* _Exercise details_
Copy each line of the data that has "Usage" in it.

* _Data supplied_
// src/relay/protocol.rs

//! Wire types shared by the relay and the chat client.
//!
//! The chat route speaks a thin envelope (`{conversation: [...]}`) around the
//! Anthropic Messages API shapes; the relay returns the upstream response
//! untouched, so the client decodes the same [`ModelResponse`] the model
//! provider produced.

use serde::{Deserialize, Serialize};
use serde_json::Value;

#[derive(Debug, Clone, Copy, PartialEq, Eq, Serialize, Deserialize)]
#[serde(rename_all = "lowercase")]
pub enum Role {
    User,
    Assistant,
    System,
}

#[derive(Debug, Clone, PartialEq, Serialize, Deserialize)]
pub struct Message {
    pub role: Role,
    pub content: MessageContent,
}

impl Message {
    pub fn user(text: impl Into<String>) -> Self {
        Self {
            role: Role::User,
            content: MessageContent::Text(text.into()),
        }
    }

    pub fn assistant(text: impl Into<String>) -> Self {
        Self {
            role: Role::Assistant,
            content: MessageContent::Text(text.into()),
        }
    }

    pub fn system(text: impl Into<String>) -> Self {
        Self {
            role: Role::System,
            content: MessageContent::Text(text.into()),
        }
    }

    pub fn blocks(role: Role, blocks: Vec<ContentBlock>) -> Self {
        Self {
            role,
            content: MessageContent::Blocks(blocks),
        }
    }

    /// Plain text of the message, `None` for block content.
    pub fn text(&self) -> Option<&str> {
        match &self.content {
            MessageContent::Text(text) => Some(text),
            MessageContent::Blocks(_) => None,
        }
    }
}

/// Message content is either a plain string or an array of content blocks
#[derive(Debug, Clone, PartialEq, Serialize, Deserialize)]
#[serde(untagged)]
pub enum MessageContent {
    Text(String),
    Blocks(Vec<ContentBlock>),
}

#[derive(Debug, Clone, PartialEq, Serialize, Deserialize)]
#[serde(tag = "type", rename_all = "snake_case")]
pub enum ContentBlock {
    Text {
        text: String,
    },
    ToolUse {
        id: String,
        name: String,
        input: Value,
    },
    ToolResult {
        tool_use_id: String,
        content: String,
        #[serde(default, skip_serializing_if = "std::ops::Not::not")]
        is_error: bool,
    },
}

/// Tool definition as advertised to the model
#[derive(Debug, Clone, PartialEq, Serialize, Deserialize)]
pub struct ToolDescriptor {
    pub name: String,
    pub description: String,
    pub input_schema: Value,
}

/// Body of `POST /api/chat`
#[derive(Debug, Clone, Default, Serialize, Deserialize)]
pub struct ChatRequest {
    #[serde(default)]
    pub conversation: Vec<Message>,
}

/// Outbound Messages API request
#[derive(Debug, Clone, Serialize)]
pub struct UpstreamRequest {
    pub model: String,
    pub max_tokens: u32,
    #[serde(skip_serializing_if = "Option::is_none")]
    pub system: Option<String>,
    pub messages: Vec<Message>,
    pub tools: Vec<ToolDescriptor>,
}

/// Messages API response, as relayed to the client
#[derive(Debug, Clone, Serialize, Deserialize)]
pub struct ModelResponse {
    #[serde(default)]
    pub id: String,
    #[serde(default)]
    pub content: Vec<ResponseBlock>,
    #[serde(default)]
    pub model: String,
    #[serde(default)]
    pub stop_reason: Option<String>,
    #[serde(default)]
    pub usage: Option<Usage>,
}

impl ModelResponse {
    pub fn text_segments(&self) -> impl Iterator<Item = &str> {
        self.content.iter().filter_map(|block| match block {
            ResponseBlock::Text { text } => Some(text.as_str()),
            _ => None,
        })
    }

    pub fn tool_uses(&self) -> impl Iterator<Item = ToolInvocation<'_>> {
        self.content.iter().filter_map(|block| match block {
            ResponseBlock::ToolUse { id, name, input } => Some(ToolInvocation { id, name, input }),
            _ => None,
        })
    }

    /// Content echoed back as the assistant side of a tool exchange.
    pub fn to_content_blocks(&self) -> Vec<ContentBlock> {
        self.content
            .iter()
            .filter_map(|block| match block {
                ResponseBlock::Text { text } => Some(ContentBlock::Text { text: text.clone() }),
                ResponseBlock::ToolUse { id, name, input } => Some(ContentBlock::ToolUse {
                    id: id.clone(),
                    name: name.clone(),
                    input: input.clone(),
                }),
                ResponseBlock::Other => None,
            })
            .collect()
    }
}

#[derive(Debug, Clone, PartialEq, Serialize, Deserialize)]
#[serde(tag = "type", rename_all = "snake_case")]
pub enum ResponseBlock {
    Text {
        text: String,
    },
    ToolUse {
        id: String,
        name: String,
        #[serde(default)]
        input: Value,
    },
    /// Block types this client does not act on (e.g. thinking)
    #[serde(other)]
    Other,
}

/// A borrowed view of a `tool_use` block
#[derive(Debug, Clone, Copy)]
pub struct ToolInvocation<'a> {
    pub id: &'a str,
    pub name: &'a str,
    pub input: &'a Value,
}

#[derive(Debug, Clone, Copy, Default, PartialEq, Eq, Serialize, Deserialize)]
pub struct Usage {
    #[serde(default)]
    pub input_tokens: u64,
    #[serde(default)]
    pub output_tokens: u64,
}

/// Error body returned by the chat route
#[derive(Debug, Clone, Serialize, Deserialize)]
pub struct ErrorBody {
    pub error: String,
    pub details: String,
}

* _Exercise response_
    pub usage: Option<Usage>,
pub struct Usage {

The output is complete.